# Just a dumb thread, please join in!



## GBtortoises (May 30, 2010)

Just a dumb thread, please join in! 

If you could change your legal name to a really cool one what would it be and why would you do it?

I think I'd go with: "Bogwan Rashnesh". I like the way it rolls off my tongue and I can picture myself wearing nothing but a white robe everyday. That's got to be comfortable! Maybe get myself some followers and a "community".


----------



## terracolson (May 30, 2010)

haha

I like my name..

Terra it means Earth


----------



## jackrat (May 30, 2010)

Johnny Pumphandle


----------



## Yvonne G (May 30, 2010)

Call me anything. In the past I've answered to "Evelyn" "Yolanda" "Yuhvaughn" "Yvette" and the folks at work used to call me "Even Gomer"...just don't call me "late to dinner."


----------



## Tom (May 30, 2010)

Tom Slick. And I'd drive the Thunderbolt Greaseslapper.

Either that or George of the Jungle. He had Jane, after all.


----------



## Stephanie Logan (May 30, 2010)

I've always liked my name, and I got lucky with "Logan" when I married Fred. My maiden name was Brock, so I named my son with that one. 

My son is Brock Logan, and my brother named his son Logan, so my nephew is Logan Brock. That one gets a lot of attention and laughs at the high school.

I watch a lot of soccer, and two of my favorite player names are Papa Bouba Diop and Jann Vennagor of Hesselink (those last three are squeezed onto the back of his jersey, no kidding!).


----------



## dmmj (May 30, 2010)

why can't you change your name legally? trouble with the law?


----------



## Kristina (May 30, 2010)

I'd go with my username, Kyryah. I'd keep my last name because it belongs to my hubby and I like it because it is different. It is Duda, and while most people pronounce it "Dooo-daah" it is actually "Do-duh."

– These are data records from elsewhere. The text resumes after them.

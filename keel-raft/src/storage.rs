//! The Raft storage interface and data types.

use std::error::Error;
use std::fmt::Debug;
use std::ops::RangeBounds;

use anyhow::Result;
use async_trait::async_trait;
use serde::Deserialize;
use serde::Serialize;
use thiserror::Error;
use tokio::io::AsyncRead;
use tokio::io::AsyncSeek;
use tokio::io::AsyncWrite;

use crate::membership::Membership;
use crate::raft::Entry;
use crate::AppData;
use crate::AppDataResponse;
use crate::LogId;
use crate::NodeId;

/// The metadata of a snapshot.
#[derive(Serialize, Deserialize, Debug, Clone, PartialEq, Eq)]
pub struct SnapshotMeta {
    /// The log id of the last entry whose effect is captured in the snapshot, inclusive.
    pub last_log_id: LogId,
    /// The latest membership configuration covered by the snapshot.
    pub membership: Membership,
    /// The log index at which `membership` was appended.
    pub membership_index: u64,
}

/// The data associated with the current snapshot.
pub struct Snapshot<S>
where S: AsyncRead + AsyncSeek + Send + Unpin + 'static
{
    /// Metadata of the snapshot.
    pub meta: SnapshotMeta,
    /// A read handle to the associated snapshot payload.
    pub snapshot: Box<S>,
}

/// A record holding the hard state of a Raft node.
///
/// Both fields must be made durable before any response that would bind them is sent.
#[derive(Clone, Debug, Serialize, Deserialize, Eq, PartialEq, Default)]
pub struct HardState {
    /// The last recorded term observed by this system.
    pub current_term: u64,
    /// The ID of the node voted for in the `current_term`.
    pub voted_for: Option<NodeId>,
}

/// A struct used to represent the initial state which a Raft node needs when first starting.
#[derive(Clone, Debug)]
pub struct InitialState {
    /// The id of the last entry in the log.
    pub last_log_id: LogId,
    /// The id of the last log applied to the state machine.
    pub last_applied_log: LogId,
    /// The saved hard state of the node.
    pub hard_state: HardState,
    /// The latest cluster membership configuration found in the log or snapshot, else an empty
    /// configuration for a pristine node.
    pub membership: Membership,
    /// The log index at which `membership` was appended; `0` for a pristine node.
    pub membership_index: u64,
}

impl InitialState {
    /// Create a new instance for a pristine Raft node.
    pub fn new_initial() -> Self {
        Self {
            last_log_id: LogId::default(),
            last_applied_log: LogId::default(),
            hard_state: HardState::default(),
            membership: Membership::default(),
            membership_index: 0,
        }
    }
}

/// An error indicating that a log read touched indices discarded by log compaction.
///
/// Storage implementations return this (through `anyhow`) from log reads covering entries at or
/// below the last compacted index; the engine's replication layer downcasts to it in order to
/// fall back to snapshot installation.
#[derive(Debug, Error)]
#[error("log range compacted at or below index {upto}")]
pub struct CompactedRange {
    /// The highest compacted log index.
    pub upto: u64,
}

/// A trait defining the interface for a Raft storage system.
///
/// The implementation owns both the durable log and the application state machine: command
/// entries committed by the cluster are handed to `apply_to_state_machine`, and snapshots are
/// captured from / restored into the state machine through the compaction and installation
/// methods.
#[async_trait]
pub trait RaftStorage<D, R>: Send + Sync + 'static
where
    D: AppData,
    R: AppDataResponse,
{
    /// The storage engine's associated type used for exposing a snapshot for reading & writing.
    type SnapshotData: AsyncRead + AsyncWrite + AsyncSeek + Send + Unpin + 'static;

    /// The error type used to indicate to Raft that shutdown is needed when calling the
    /// `apply_to_state_machine` method.
    ///
    /// This error type is only considered for the `apply_to_state_machine` method as it is
    /// the only method which is allowed to return errors normally as part of application logic.
    ///
    /// For all other methods of this trait, returning an error will cause Raft to shutdown.
    type ShutdownError: Error + Send + Sync + 'static;

    /// Get the latest membership config found in the log or snapshot, along with the log index
    /// at which it was appended.
    ///
    /// This must always be implemented as a reverse search through the log to find the most
    /// recent membership config to be appended to the log, falling back to the config stored in
    /// the current snapshot's metadata, and to an empty config for a pristine store.
    async fn get_membership(&self) -> Result<(Membership, u64)>;

    /// Get Raft's state information from storage.
    ///
    /// When the Raft node is first started, it will call this interface on the storage system to
    /// fetch the last known state from stable storage. If no such data exists due to this being
    /// the first time the node has come online, then `InitialState::new_initial` should be used.
    async fn get_initial_state(&self) -> Result<InitialState>;

    /// Bootstrap a pristine store with the given initial cluster configuration.
    ///
    /// This writes hard state for term 1 and a configuration entry at index 1 term 1, exactly as
    /// if that entry had been replicated through the normal protocol. It must fail if the store
    /// already holds any log entries or hard state. Every member of a new cluster must be
    /// bootstrapped with the same configuration before being started.
    async fn bootstrap(&self, membership: Membership) -> Result<()>;

    /// Forcibly append the given configuration to the log of a stopped node.
    ///
    /// This is a disaster-recovery hook: when a majority of the cluster is permanently lost, the
    /// remaining nodes can be recovered with a configuration containing only the survivors. It
    /// must never be used on a running cluster.
    async fn recover(&self, membership: Membership) -> Result<()>;

    /// Save Raft's hard-state, durably, before returning.
    async fn save_hard_state(&self, hs: &HardState) -> Result<()>;

    /// Get a series of log entries from storage.
    ///
    /// The start value is inclusive in the search and the stop value is non-inclusive:
    /// `[start, stop)`. Reads touching compacted indices fail with [`CompactedRange`].
    async fn get_log_entries<RNG: RangeBounds<u64> + Clone + Debug + Send + Sync>(
        &self,
        range: RNG,
    ) -> Result<Vec<Entry<D>>>;

    /// Try to get a log entry. Returns `Ok(None)` if the entry is absent or compacted.
    async fn try_get_log_entry(&self, log_index: u64) -> Result<Option<Entry<D>>>;

    /// Delete all log entries with index `>= start`.
    ///
    /// This is only ever invoked by followers resolving a log conflict; the engine guarantees
    /// `start` is greater than its commit index. Truncating at a point past the end of the log
    /// is a no-op.
    async fn delete_logs_from(&self, start: u64) -> Result<()>;

    /// Append a payload of entries to the log.
    ///
    /// The append must be atomic and durable: across a crash, either all of the given entries
    /// are present or none of them are.
    async fn append_to_log(&self, entries: &[&Entry<D>]) -> Result<()>;

    /// Apply the given payload of committed entries to the state machine, in order.
    ///
    /// This is where the business logic of interacting with the application's state machine
    /// lives. Barrier and configuration entries are delivered here as well so that the state
    /// machine's applied index stays dense; implementations return a default response for them.
    async fn apply_to_state_machine(&self, entries: &[&Entry<D>]) -> Result<Vec<R>>;

    /// Perform log compaction, returning a handle to the generated snapshot.
    ///
    /// The snapshot captures the state machine as of its last applied log, along with the latest
    /// membership configuration covered by it. Once the snapshot is durable, log entries more
    /// than `trailing` entries behind the snapshot's last index are discarded; the trailing
    /// window is retained so that slightly-lagging followers can still catch up from the log.
    async fn do_log_compaction(&self, trailing: u64) -> Result<Snapshot<Self::SnapshotData>>;

    /// Create a new blank snapshot, returning a writable handle to the snapshot object.
    ///
    /// Raft will use this handle to receive snapshot data from the leader.
    async fn begin_receiving_snapshot(&self) -> Result<Box<Self::SnapshotData>>;

    /// Finalize the installation of a snapshot which has been received from the cluster leader.
    ///
    /// Persist the snapshot, discard the entire log, restore the state machine from the snapshot
    /// payload, and re-base the log so that the next appended entry lands at
    /// `meta.last_log_id.index + 1`. All previous snapshots beyond the retention window should
    /// be deleted at this point.
    async fn finalize_snapshot_installation(
        &self,
        meta: &SnapshotMeta,
        snapshot: Box<Self::SnapshotData>,
    ) -> Result<()>;

    /// Get a readable handle to the current snapshot, along with its metadata.
    async fn get_current_snapshot(&self) -> Result<Option<Snapshot<Self::SnapshotData>>>;
}

/// APIs for debugging a store.
#[async_trait]
pub trait RaftStorageDebug<SM> {
    /// Get a handle to the state machine for testing purposes.
    async fn get_state_machine(&self) -> SM;

    /// Get the current hard state for testing purposes.
    async fn read_hard_state(&self) -> Option<HardState>;
}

I'm fine with my real first name, until someone calls me "Krissy." Then the claws come out. There are TWO people that are allowed to call me that - my mother, because I can't hit her, and my husband, because it is a term of endearment. Every one else, that is a killing offense.

Another of my nicknames is Kat. I have been called that for years. Might have something to do with those claws


----------



## Stephanie Logan (May 30, 2010)

Yikes!

You're scaring me now...

Ever been called "Snarla"?

JK, totally!


----------



## Kristina (May 30, 2010)

I do have a spiked collar with a tag that says "Killer."   

Just kidding about the tag, but the collar exists, lol.


----------



## Maggie Cummings (May 30, 2010)

My last name growing up was Neiss...pronounced Nice ...and believe me I have heard all the jokes..."You won't be Neiss all your life" or "Are you as Neiss" as your name? (no I am not)...any how...I like my last name now, so even tho we are divorced 20 years I kept it. Mostly because I wanted to get far away from being "one of those Neiss kids"...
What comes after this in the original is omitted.